Suppose the sprinter continues to run at 6m/s until the end pf the race. After crossing the finish line the sprinter decelerates at 2m/s^2.a) how long it takes her to stop b) how far does the sprinter travel while stopping?

vf^2=vi^2+2ad

0=6^2+2*(-2)d
solve for distance d.

how long?
avg speed * time= distance
3 m/s * time=d
time= d/3

Reason for 3 m/s

average speed = (6+0)/2

which is 3

To find the answers to the given questions, we need to use the equations of motion.
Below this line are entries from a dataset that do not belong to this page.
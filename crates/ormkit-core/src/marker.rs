//! Declarative markers attached to entity shapes and their members.
//!
//! Markers are the attribute-equivalent metadata that the data-annotation
//! conventions read. They are plain data; how they get attached (hand-written
//! tables, generated code) is up to whoever builds the [`EntityShape`].
//!
//! [`EntityShape`]: crate::shape::EntityShape

use serde::{Deserialize, Serialize};

use crate::types::StoreGeneratedPattern;

/// Store generation requested by a `DatabaseGenerated` marker.
#[derive(Debug, Clone, Copy, PartialEq, Eq, Hash, Serialize, Deserialize)]
pub enum DatabaseGeneratedOption {
    /// The application supplies the value.
    None,
    /// Generated on insert.
    Identity,
    /// Generated on insert and update.
    Computed,
}

impl From<DatabaseGeneratedOption> for StoreGeneratedPattern {
    fn from(option: DatabaseGeneratedOption) -> Self {
        match option {
            DatabaseGeneratedOption::None => StoreGeneratedPattern::None,
            DatabaseGeneratedOption::Identity => StoreGeneratedPattern::Identity,
            DatabaseGeneratedOption::Computed => StoreGeneratedPattern::Computed,
        }
    }
}

/// A declarative marker record.
#[derive(Debug, Clone, PartialEq, Eq, Serialize, Deserialize)]
#[serde(tag = "kind")]
pub enum Marker {
    /// The property takes part in optimistic concurrency checks.
    ConcurrencyCheck,
    /// The store generates the property's value.
    DatabaseGenerated {
        /// Requested generation mode
        mode: DatabaseGeneratedOption,
    },
    /// The property must have a value.
    Required,
    /// The property is (part of) the primary key.
    Key,
    /// The entity type maps to the named table.
    Table {
        /// Table name
        name: String,
        /// Optional schema
        schema: Option<String>,
    },
}

impl Marker {
    /// Create a `DatabaseGenerated` marker.
    #[must_use]
    pub const fn database_generated(mode: DatabaseGeneratedOption) -> Self {
        Marker::DatabaseGenerated { mode }
    }

    /// Create a `Table` marker without a schema.
    pub fn table(name: impl Into<String>) -> Self {
        Marker::Table {
            name: name.into(),
            schema: None,
        }
    }

    /// Create a `Table` marker with a schema.
    pub fn table_in_schema(name: impl Into<String>, schema: impl Into<String>) -> Self {
        Marker::Table {
            name: name.into(),
            schema: Some(schema.into()),
        }
    }

    /// The kind of this marker.
    #[must_use]
    pub const fn kind(&self) -> MarkerKind {
        match self {
            Marker::ConcurrencyCheck => MarkerKind::ConcurrencyCheck,
            Marker::DatabaseGenerated { .. } => MarkerKind::DatabaseGenerated,
            Marker::Required => MarkerKind::Required,
            Marker::Key => MarkerKind::Key,
            Marker::Table { .. } => MarkerKind::Table,
        }
    }
}

/// Discriminant of a [`Marker`], used for lookups.
#[derive(Debug, Clone, Copy, PartialEq, Eq, Hash)]
pub enum MarkerKind {
    /// See [`Marker::ConcurrencyCheck`].
    ConcurrencyCheck,
    /// See [`Marker::DatabaseGenerated`].
    DatabaseGenerated,
    /// See [`Marker::Required`].
    Required,
    /// See [`Marker::Key`].
    Key,
    /// See [`Marker::Table`].
    Table,
}

/// Lookup of declarative markers for one entity shape.
///
/// The data-annotation conventions depend only on this capability.
pub trait MarkerProvider: std::fmt::Debug + Send + Sync {
    /// Markers on the entity type itself.
    fn entity_markers(&self) -> &[Marker];

    /// Markers on the named member; empty when the member is unknown.
    fn member_markers(&self, member: &str) -> &[Marker];

    /// First marker of `kind` on the entity type.
    fn find_entity_marker(&self, kind: MarkerKind) -> Option<&Marker> {
        self.entity_markers().iter().find(|m| m.kind() == kind)
    }

    /// First marker of `kind` on the named member.
    fn find_member_marker(&self, member: &str, kind: MarkerKind) -> Option<&Marker> {
        self.member_markers(member).iter().find(|m| m.kind() == kind)
    }
}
Let's start by answering part (a) of the question: How long does it take for the sprinter to stop?

Given:
Initial velocity, u = 6 m/s
Deceleration, a = -2 m/s^2 (negative sign indicates deceleration)
Final velocity, v = 0 m/s (since the sprinter stops)

We can use the formula for acceleration:

v = u + at

Rearranging the formula and solving for time (t):

t = (v - u) / a

Substituting the given values:

t = (0 - 6) / (-2)
t = 6 / 2
t = 3 seconds

Therefore, it takes 3 seconds for the sprinter to stop.

Now let's move on to part (b) of the question: How far does the sprinter travel while stopping?

To find the distance traveled, we can use the formula:

s = ut + (1/2)at^2

Given that the initial velocity u = 6 m/s, the time taken t = 3 seconds, and the deceleration a = -2 m/s^2, we can substitute these values into the formula:

s = (6)(3) + (1/2)(-2)(3)^2
s = 18 - 9
s = 9 meters

Therefore, the sprinter travels a distance of 9 meters while stopping.

In summary:
(a) It takes 3 seconds for the sprinter to stop.
(b) The sprinter travels a distance of 9 meters while stopping.